So why in the black part (inside the halfmoon) the terrain is pushed downward?

WAS

I think you want to simply mask the first by the second.. subtraction is going to subtract into negative values. Which is still legal displacement.

WAS

Here is an example.

Nala1977

thanks WAS, so you telling me there is no way to have the same result using a merge shader node?

WAS

I don't believe so. What you want is a masked result and the merge shader is blending. There is no mask mode, though maybe that would solve the needing to use a heavy Surface Shader just to mask. Lots of variables being reference that aren't doing a thing. Waste of resources imo. Despite how little. It all adds up.

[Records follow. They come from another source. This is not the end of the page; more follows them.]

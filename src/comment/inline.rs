//! Inline markup resolver: `{@tag content}` scanning over comment text.
//!
//! Lines are unwrapped first: each line is trimmed, lines of one paragraph
//! are joined with a single space and a blank line becomes `\n\n` at the
//! start of a new text node. The scan is a single forward pass over the
//! unwrapped characters, each of which remembers its offset in the raw input.

use super::lines::{self, Line};
use crate::error::{Diagnostic, DiagnosticKind};
use crate::model::{LinkStyle, MarkupNode, TargetReference};
use std::ops::Range;

/// A markup node with the raw extent it was read from.
#[derive(Debug, Clone, PartialEq, Eq)]
pub struct Spanned {
    pub node: MarkupNode,
    pub span: Range<usize>,
}

#[derive(Debug, Clone, Default, PartialEq, Eq)]
pub struct InlineParse {
    /// Nodes in reading order. Spans are contiguous and cover the parsed range.
    pub nodes: Vec<Spanned>,
    pub diagnostics: Vec<Diagnostic>,
}

impl InlineParse {
    pub fn into_nodes(self) -> Vec<MarkupNode> {
        self.nodes.into_iter().map(|s| s.node).collect()
    }
}

/// Parse a raw comment body.
pub fn parse_inline(raw: &str) -> InlineParse {
    parse_lines(&lines::split(raw), 0, raw.len())
}

/// Parse already split lines. The first span starts at `start`, the last
/// one ends at `end`.
pub(crate) fn parse_lines(lines: &[Line<'_>], start: usize, end: usize) -> InlineParse {
    let chars = unwrap(lines);
    let mut scanner = Scanner {
        chars: &chars,
        pos: 0,
        text: String::new(),
        text_start: 0,
        found: Vec::new(),
        diagnostics: Vec::new(),
    };
    scanner.run();

    let starts: Vec<usize> = scanner
        .found
        .iter()
        .enumerate()
        .map(|(i, (at, _))| if i == 0 { start } else { chars[*at].0 })
        .collect();
    let nodes = scanner
        .found
        .into_iter()
        .enumerate()
        .map(|(i, (_, node))| Spanned {
            node,
            span: starts[i]..starts.get(i + 1).copied().unwrap_or(end),
        })
        .collect();
    InlineParse {
        nodes,
        diagnostics: scanner.diagnostics,
    }
}

/// Join lines into one character stream, each character paired with its
/// raw offset. Inserted separators take the offset of the line they precede.
fn unwrap(lines: &[Line<'_>]) -> Vec<(usize, char)> {
    let mut out = Vec::new();
    let mut paragraph_break = false;
    for line in lines {
        let trimmed = line.text.trim();
        if trimmed.is_empty() {
            paragraph_break = !out.is_empty();
            continue;
        }
        let at = line.offset + (line.text.len() - line.text.trim_start().len());
        if paragraph_break {
            out.push((at, '\n'));
            out.push((at, '\n'));
            paragraph_break = false;
        } else if !out.is_empty() {
            out.push((at, ' '));
        }
        out.extend(trimmed.char_indices().map(|(i, c)| (at + i, c)));
    }
    out
}

struct Scanner<'a> {
    chars: &'a [(usize, char)],
    pos: usize,
    text: String,
    text_start: usize,
    /// Nodes paired with the unwrapped index they start at.
    found: Vec<(usize, MarkupNode)>,
    diagnostics: Vec<Diagnostic>,
}

impl Scanner<'_> {
    fn peek(&self, ahead: usize) -> Option<char> {
        self.chars.get(self.pos + ahead).map(|(_, c)| *c)
    }

    fn push_text(&mut self, s: &str) {
        if self.text.is_empty() {
            self.text_start = self.pos;
        }
        self.text.push_str(s);
    }

    fn flush_text(&mut self) {
        if !self.text.is_empty() {
            let text = std::mem::take(&mut self.text);
            self.found.push((self.text_start, MarkupNode::Text(text)));
        }
    }

    fn run(&mut self) {
        while let Some(c) = self.peek(0) {
            match (c, self.peek(1)) {
                ('\\', Some(brace @ ('{' | '}'))) => {
                    self.push_text(brace.encode_utf8(&mut [0; 4]));
                    self.pos += 2;
                }
                ('\n', Some('\n')) => {
                    self.flush_text();
                    self.push_text("\n\n");
                    self.pos += 2;
                }
                ('{', Some('@')) => {
                    self.flush_text();
                    let at = self.pos;
                    let node = self.inline_tag();
                    self.found.push((at, node));
                }
                _ => {
                    self.push_text(c.encode_utf8(&mut [0; 4]));
                    self.pos += 1;
                }
            }
        }
        self.flush_text();
    }

    /// Read one `{@name content}` starting at the opening brace.
    fn inline_tag(&mut self) -> MarkupNode {
        self.pos += 2;
        let mut name = String::new();
        while let Some(c) = self.peek(0) {
            if c.is_whitespace() || c == '{' || c == '}' {
                break;
            }
            name.push(c);
            self.pos += 1;
        }
        while self.peek(0).is_some_and(char::is_whitespace) {
            self.pos += 1;
        }

        let mut content = String::new();
        let mut depth = 1;
        let mut closed = false;
        while let Some(c) = self.peek(0) {
            match (c, self.peek(1)) {
                ('\\', Some(brace @ ('{' | '}'))) => {
                    content.push(c);
                    content.push(brace);
                    self.pos += 2;
                    continue;
                }
                ('{', _) => depth += 1,
                ('}', _) => {
                    depth -= 1;
                    if depth == 0 {
                        self.pos += 1;
                        closed = true;
                        break;
                    }
                }
                _ => {}
            }
            content.push(c);
            self.pos += 1;
        }
        if !closed {
            self.diagnostics.push(Diagnostic::new(
                DiagnosticKind::MalformedMarkup,
                format!("unterminated inline tag {{@{}", name),
            ));
        }
        tag_node(name, content)
    }
}

fn tag_node(name: String, content: String) -> MarkupNode {
    match name.as_str() {
        "code" => MarkupNode::CodeSpan(content),
        "literal" => MarkupNode::Literal(content),
        "link" | "linkplain" => {
            let (target, label) = split_reference(&content);
            MarkupNode::LinkRef {
                target: TargetReference::Unresolved(target),
                label,
                style: if name == "link" {
                    LinkStyle::Code
                } else {
                    LinkStyle::Plain
                },
            }
        }
        "value" => {
            let target = content.trim();
            MarkupNode::Value((!target.is_empty()).then(|| TargetReference::Unresolved(target.to_string())))
        }
        _ => MarkupNode::InlineTagUnknown { name, content },
    }
}

/// Split `target label...` where whitespace inside a parenthesised
/// parameter list does not end the target.
pub(crate) fn split_reference(content: &str) -> (String, Option<String>) {
    let content = content.trim();
    let mut depth = 0usize;
    let mut end = content.len();
    for (i, c) in content.char_indices() {
        match c {
            '(' => depth += 1,
            ')' => depth = depth.saturating_sub(1),
            c if c.is_whitespace() && depth == 0 => {
                end = i;
                break;
            }
            _ => {}
        }
    }
    let label = content[end..].trim();
    (
        content[..end].to_string(),
        (!label.is_empty()).then(|| label.to_string()),
    )
}

/// Write nodes back as comment text that parses to the same nodes.
pub fn reconstruct(nodes: &[MarkupNode]) -> String {
    let mut out = String::new();
    for node in nodes {
        match node {
            MarkupNode::Text(text) => {
                for c in text.chars() {
                    if c == '{' || c == '}' {
                        out.push('\\');
                    }
                    out.push(c);
                }
            }
            MarkupNode::CodeSpan(content) => write_tag(&mut out, "code", content),
            MarkupNode::Literal(content) => write_tag(&mut out, "literal", content),
            MarkupNode::LinkRef {
                target,
                label,
                style,
            } => {
                let content = match label {
                    Some(label) => format!("{} {}", target.text(), label),
                    None => target.text().to_string(),
                };
                write_tag(&mut out, style.tag_name(), &content);
            }
            MarkupNode::Value(target) => {
                write_tag(&mut out, "value", target.as_ref().map_or("", |t| t.text()))
            }
            MarkupNode::InlineTagUnknown { name, content } => write_tag(&mut out, name, content),
        }
    }
    out
}

fn write_tag(out: &mut String, name: &str, content: &str) {
    out.push_str("{@");
    out.push_str(name);
    if !content.is_empty() {
        out.push(' ');
        out.push_str(content);
    }
    out.push('}');
}

#[cfg(test)]
mod tests {
    use super::*;

    fn nodes(raw: &str) -> Vec<MarkupNode> {
        parse_inline(raw).into_nodes()
    }

    fn text(s: &str) -> MarkupNode {
        MarkupNode::Text(s.to_string())
    }

    #[test]
    fn plain_text_is_one_node() {
        assert_eq!(nodes("Does a thing."), [text("Does a thing.")]);
    }

    #[test]
    fn known_tags() {
        let parsed = nodes("Use {@code a < b} or {@literal x&y}.");
        assert_eq!(
            parsed,
            [
                text("Use "),
                MarkupNode::CodeSpan("a < b".into()),
                text(" or "),
                MarkupNode::Literal("x&y".into()),
                text("."),
            ]
        );
    }

    #[test]
    fn link_with_and_without_label() {
        let parsed = nodes("{@link Foo#bar(int, String) the bar}{@linkplain Foo}");
        assert_eq!(
            parsed,
            [
                MarkupNode::LinkRef {
                    target: TargetReference::Unresolved("Foo#bar(int, String)".into()),
                    label: Some("the bar".into()),
                    style: LinkStyle::Code,
                },
                MarkupNode::LinkRef {
                    target: TargetReference::Unresolved("Foo".into()),
                    label: None,
                    style: LinkStyle::Plain,
                },
            ]
        );
    }

    #[test]
    fn value_tag() {
        assert_eq!(nodes("{@value}"), [MarkupNode::Value(None)]);
        assert_eq!(
            nodes("{@value #MAX}"),
            [MarkupNode::Value(Some(TargetReference::Unresolved("#MAX".into())))]
        );
    }

    #[test]
    fn unknown_tag_keeps_raw_content() {
        assert_eq!(
            nodes("{@index  term {nested}}"),
            [MarkupNode::InlineTagUnknown {
                name: "index".into(),
                content: "term {nested}".into(),
            }]
        );
    }

    #[test]
    fn escaped_braces_are_text() {
        assert_eq!(nodes(r"a \{@code x\} b"), [text("a {@code x} b")]);
    }

    #[test]
    fn lines_unwrap_and_paragraphs_split() {
        let raw = "First line\n * second line\n *\n * Next paragraph.";
        assert_eq!(
            nodes(raw),
            [text("First line second line"), text("\n\nNext paragraph.")]
        );
    }

    #[test]
    fn unterminated_tag_takes_the_rest() {
        let parsed = parse_inline("See {@code foo\n * bar");
        assert_eq!(parsed.diagnostics.len(), 1);
        assert_eq!(parsed.diagnostics[0].kind, DiagnosticKind::MalformedMarkup);
        assert_eq!(
            parsed.into_nodes(),
            [text("See "), MarkupNode::CodeSpan("foo bar".into())]
        );
    }

    #[test]
    fn spans_cover_input() {
        let raw = "  Text {@code x}\n * more {@link A}\n";
        let parsed = parse_inline(raw);
        assert_eq!(parsed.nodes.first().unwrap().span.start, 0);
        assert_eq!(parsed.nodes.last().unwrap().span.end, raw.len());
        for pair in parsed.nodes.windows(2) {
            assert_eq!(pair[0].span.end, pair[1].span.start);
        }
    }

    #[test]
    fn blank_input_has_no_nodes() {
        assert!(nodes("  \n * \n").is_empty());
    }

    #[test]
    fn reconstruct_reparses_equal() {
        let raw = "A {@link B#c(int) see c} and {@code {x}} \\{ ok\n\n{@value} {@foo}";
        let first = nodes(raw);
        assert_eq!(nodes(&reconstruct(&first)), first);
    }
}
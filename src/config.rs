//! Run configuration, passed explicitly to the walker and the serializer.

use crate::error::DocletError;
use crate::model::{AnnotationUsage, DeclarationKind, DeclarationNode, Visibility};
use regex::Regex;
use std::sync::LazyLock;

static RE_TAG_NAME: LazyLock<Regex> =
    LazyLock::new(|| Regex::new(r"^[A-Z_a-z][A-Za-z0-9_.]*$").unwrap());

#[derive(Debug, Clone)]
pub struct Config {
    pub encoding: OutputEncoding,
    /// Declarations less visible than this are left out.
    pub visibility: Visibility,
    pub unresolved: UnresolvedPolicy,
    pub indent: bool,
    pub filter: TypeFilter,
    pub custom_tags: Vec<CustomTag>,
    /// Creation stamp for the `<meta>` element. Omitted when `None`.
    pub created: Option<String>,
}

impl Default for Config {
    fn default() -> Self {
        Self {
            encoding: OutputEncoding::Utf8,
            visibility: Visibility::Private,
            unresolved: UnresolvedPolicy::Marked,
            indent: true,
            filter: TypeFilter::default(),
            custom_tags: Vec::new(),
            created: None,
        }
    }
}

impl Config {
    pub fn custom_tag(&self, name: &str) -> Option<&CustomTag> {
        self.custom_tags.iter().find(|t| t.name == name)
    }
}

#[derive(Debug, Clone, Copy, PartialEq, Eq)]
pub enum OutputEncoding {
    Utf8,
    Latin1,
    Ascii,
}

impl OutputEncoding {
    /// Parse an encoding label, e.g. `UTF-8`, `latin1`, `US-ASCII`.
    pub fn from_label(label: &str) -> Result<Self, DocletError> {
        let normalized: String = label
            .chars()
            .filter(|c| *c != '-' && *c != '_')
            .flat_map(char::to_lowercase)
            .collect();
        match normalized.as_str() {
            "utf8" => Ok(OutputEncoding::Utf8),
            "iso88591" | "latin1" | "l1" => Ok(OutputEncoding::Latin1),
            "usascii" | "ascii" => Ok(OutputEncoding::Ascii),
            _ => Err(DocletError::Config(format!(
                "unsupported encoding: {}. Use UTF-8, ISO-8859-1 or US-ASCII",
                label
            ))),
        }
    }

    /// Name written in the XML declaration.
    pub fn label(self) -> &'static str {
        match self {
            OutputEncoding::Utf8 => "UTF-8",
            OutputEncoding::Latin1 => "ISO-8859-1",
            OutputEncoding::Ascii => "US-ASCII",
        }
    }

    pub fn can_encode(self, c: char) -> bool {
        match self {
            OutputEncoding::Utf8 => true,
            OutputEncoding::Latin1 => (c as u32) <= 0xFF,
            OutputEncoding::Ascii => c.is_ascii(),
        }
    }
}

/// How link targets that match nothing in the model are written.
#[derive(Debug, Clone, Copy, PartialEq, Eq)]
pub enum UnresolvedPolicy {
    /// `<link ... unresolved="true">`
    Marked,
    /// The label (or target) as plain text.
    PlainText,
}

/// Selects top-level types by superclass, interface or annotation.
#[derive(Debug, Clone, Default, PartialEq, Eq)]
pub struct TypeFilter {
    pub extends: Option<String>,
    pub implements: Option<String>,
    pub annotated: Option<String>,
}

impl TypeFilter {
    pub fn is_active(&self) -> bool {
        self.extends.is_some() || self.implements.is_some() || self.annotated.is_some()
    }

    pub fn accepts(&self, node: &DeclarationNode) -> bool {
        if let Some(ref base) = self.extends {
            if node.signature.superclass.as_deref() != Some(base.as_str()) {
                return false;
            }
        }
        if let Some(ref iface) = self.implements {
            if !node.signature.interfaces.iter().any(|i| i == iface) {
                return false;
            }
        }
        if let Some(ref annotation) = self.annotated {
            if !node
                .annotations
                .iter()
                .any(|a: &AnnotationUsage| &a.name == annotation)
            {
                return false;
            }
        }
        true
    }
}

/// Where a custom tag may appear.
#[derive(Debug, Clone, Copy, PartialEq, Eq)]
pub enum TagLocation {
    Package,
    Type,
    Constructor,
    Method,
    Field,
}

impl TagLocation {
    pub fn of(kind: &DeclarationKind) -> Option<TagLocation> {
        match kind {
            DeclarationKind::Package => Some(TagLocation::Package),
            DeclarationKind::Constructor => Some(TagLocation::Constructor),
            DeclarationKind::Method => Some(TagLocation::Method),
            DeclarationKind::Field | DeclarationKind::EnumConstant => Some(TagLocation::Field),
            k if k.is_type() => Some(TagLocation::Type),
            _ => None,
        }
    }
}

/// A `name:scope:title` tag definition.
#[derive(Debug, Clone, PartialEq, Eq)]
pub struct CustomTag {
    pub name: String,
    pub locations: Vec<TagLocation>,
    pub title: Option<String>,
}

const ALL_LOCATIONS: [TagLocation; 5] = [
    TagLocation::Package,
    TagLocation::Type,
    TagLocation::Constructor,
    TagLocation::Method,
    TagLocation::Field,
];

impl CustomTag {
    /// Parse `name`, `name:scope` or `name:scope:title`.
    ///
    /// The scope is a set of letters: `a` (all), `o` (overview), `p`
    /// (package), `t` (type), `c` (constructor), `m` (method), `f` (field).
    /// A model has no overview comment, so `o` is accepted but places the
    /// tag nowhere.
    pub fn parse(definition: &str) -> Result<Self, DocletError> {
        let mut parts = definition.splitn(3, ':');
        let name = parts.next().unwrap_or_default();
        if !RE_TAG_NAME.is_match(name) {
            return Err(DocletError::Config(format!("invalid tag name: {}", name)));
        }
        let locations = match parts.next() {
            Some(scope) => parse_scope(scope)?,
            None => ALL_LOCATIONS.to_vec(),
        };
        let title = parts.next().filter(|t| !t.is_empty()).map(str::to_string);
        Ok(Self {
            name: name.to_string(),
            locations,
            title,
        })
    }

    pub fn allowed_on(&self, kind: &DeclarationKind) -> bool {
        TagLocation::of(kind).is_some_and(|l| self.locations.contains(&l))
    }
}

fn parse_scope(scope: &str) -> Result<Vec<TagLocation>, DocletError> {
    let mut seen = String::new();
    for c in scope.chars() {
        if !"aoptcmf".contains(c) || seen.contains(c) {
            return Err(DocletError::Config(format!("invalid tag scope: {}", scope)));
        }
        seen.push(c);
    }
    if seen.contains('a') {
        return Ok(ALL_LOCATIONS.to_vec());
    }
    Ok(seen
        .chars()
        .filter_map(|c| match c {
            'p' => Some(TagLocation::Package),
            't' => Some(TagLocation::Type),
            'c' => Some(TagLocation::Constructor),
            'm' => Some(TagLocation::Method),
            'f' => Some(TagLocation::Field),
            _ => None,
        })
        .collect())
}

#[cfg(test)]
mod tests {
    use super::*;

    #[test]
    fn encoding_labels() {
        assert_eq!(OutputEncoding::from_label("UTF-8").unwrap(), OutputEncoding::Utf8);
        assert_eq!(OutputEncoding::from_label("latin1").unwrap(), OutputEncoding::Latin1);
        assert_eq!(OutputEncoding::from_label("ISO-8859-1").unwrap(), OutputEncoding::Latin1);
        assert_eq!(OutputEncoding::from_label("us-ascii").unwrap(), OutputEncoding::Ascii);
        assert!(OutputEncoding::from_label("EBCDIC").is_err());
    }

    #[test]
    fn latin1_cannot_encode_euro() {
        assert!(OutputEncoding::Latin1.can_encode('é'));
        assert!(!OutputEncoding::Latin1.can_encode('€'));
        assert!(!OutputEncoding::Ascii.can_encode('é'));
    }

    #[test]
    fn custom_tag_full_definition() {
        let tag = CustomTag::parse("todo:mt:To do").unwrap();
        assert_eq!(tag.name, "todo");
        assert_eq!(tag.title.as_deref(), Some("To do"));
        assert!(tag.allowed_on(&DeclarationKind::Method));
        assert!(tag.allowed_on(&DeclarationKind::Interface));
        assert!(!tag.allowed_on(&DeclarationKind::Field));
    }

    #[test]
    fn custom_tag_name_only_allows_everywhere() {
        let tag = CustomTag::parse("glossary").unwrap();
        assert!(tag.title.is_none());
        assert!(tag.allowed_on(&DeclarationKind::Package));
        assert!(tag.allowed_on(&DeclarationKind::Field));
    }

    #[test]
    fn custom_tag_rejects_bad_input() {
        assert!(CustomTag::parse("9lives").is_err());
        assert!(CustomTag::parse("x:mm").is_err());
        assert!(CustomTag::parse("x:z").is_err());
    }

    #[test]
    fn overview_scope_matches_no_declaration() {
        let tag = CustomTag::parse("intro:o").unwrap();
        assert!(tag.locations.is_empty());
        assert!(!tag.allowed_on(&DeclarationKind::Package));
        let tag = CustomTag::parse("intro:op").unwrap();
        assert_eq!(tag.locations, [TagLocation::Package]);
    }

    #[test]
    fn filter_matches_all_criteria() {
        let mut node = DeclarationNode::new(DeclarationKind::Class, "C");
        node.signature.superclass = Some("p.Base".into());
        let filter = TypeFilter {
            extends: Some("p.Base".into()),
            ..Default::default()
        };
        assert!(filter.accepts(&node));
        let filter = TypeFilter {
            extends: Some("p.Base".into()),
            implements: Some("java.io.Serializable".into()),
            ..Default::default()
        };
        assert!(!filter.accepts(&node));
    }
}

Still want just a Mask Shader.

KlausK

Something like this, perhaps?

CHeers, Klaus
/ ASUS WS Mainboard / Dual XEON E5-2640v3 / 64GB RAM / NVIDIA GeForce GTX 1070 TI / Win7 Ultimate . . . still (||-:-||)

WAS

Oh cool. Why does that even work though? The setup of mix to A at 1 with subtraction, with an absolute colour as mixer makes no sense to me.

KlausK

The "Mix to A" setting has no influence on the result here. Can be 0, 1 or any other value.
Only the subtraction is important. I cannot explain how and why it works really.
The idea was that the "Absolut Colour" clamps the blacks from going into negative values.
I use this always together with simple shapes.
Also, using a "Absolute Scalar" instead does the same.

CHeers, Klaus
/ ASUS WS Mainboard / Dual XEON E5-2640v3 / 64GB RAM / NVIDIA GeForce GTX 1070 TI / Win7 Ultimate . . . still (||-:-||)

WAS

#8
Ahh that makes sense now. If mixer doesn't allow negatives then yeah. Probably only a clamp 0 scalar is needed in that case, to not possibly interfere with peaks.

Dune

I would simply do it like this, cheaper too.

Nala1977

thanks everyone, lots of possibilities, whish this was a little bit more straightforward with a dedicated mask node with all operations like Was said, its a bit weird what you gotta do to achieve this simple thing :)

Dune

I thought it was pretty simple and straightforward ;)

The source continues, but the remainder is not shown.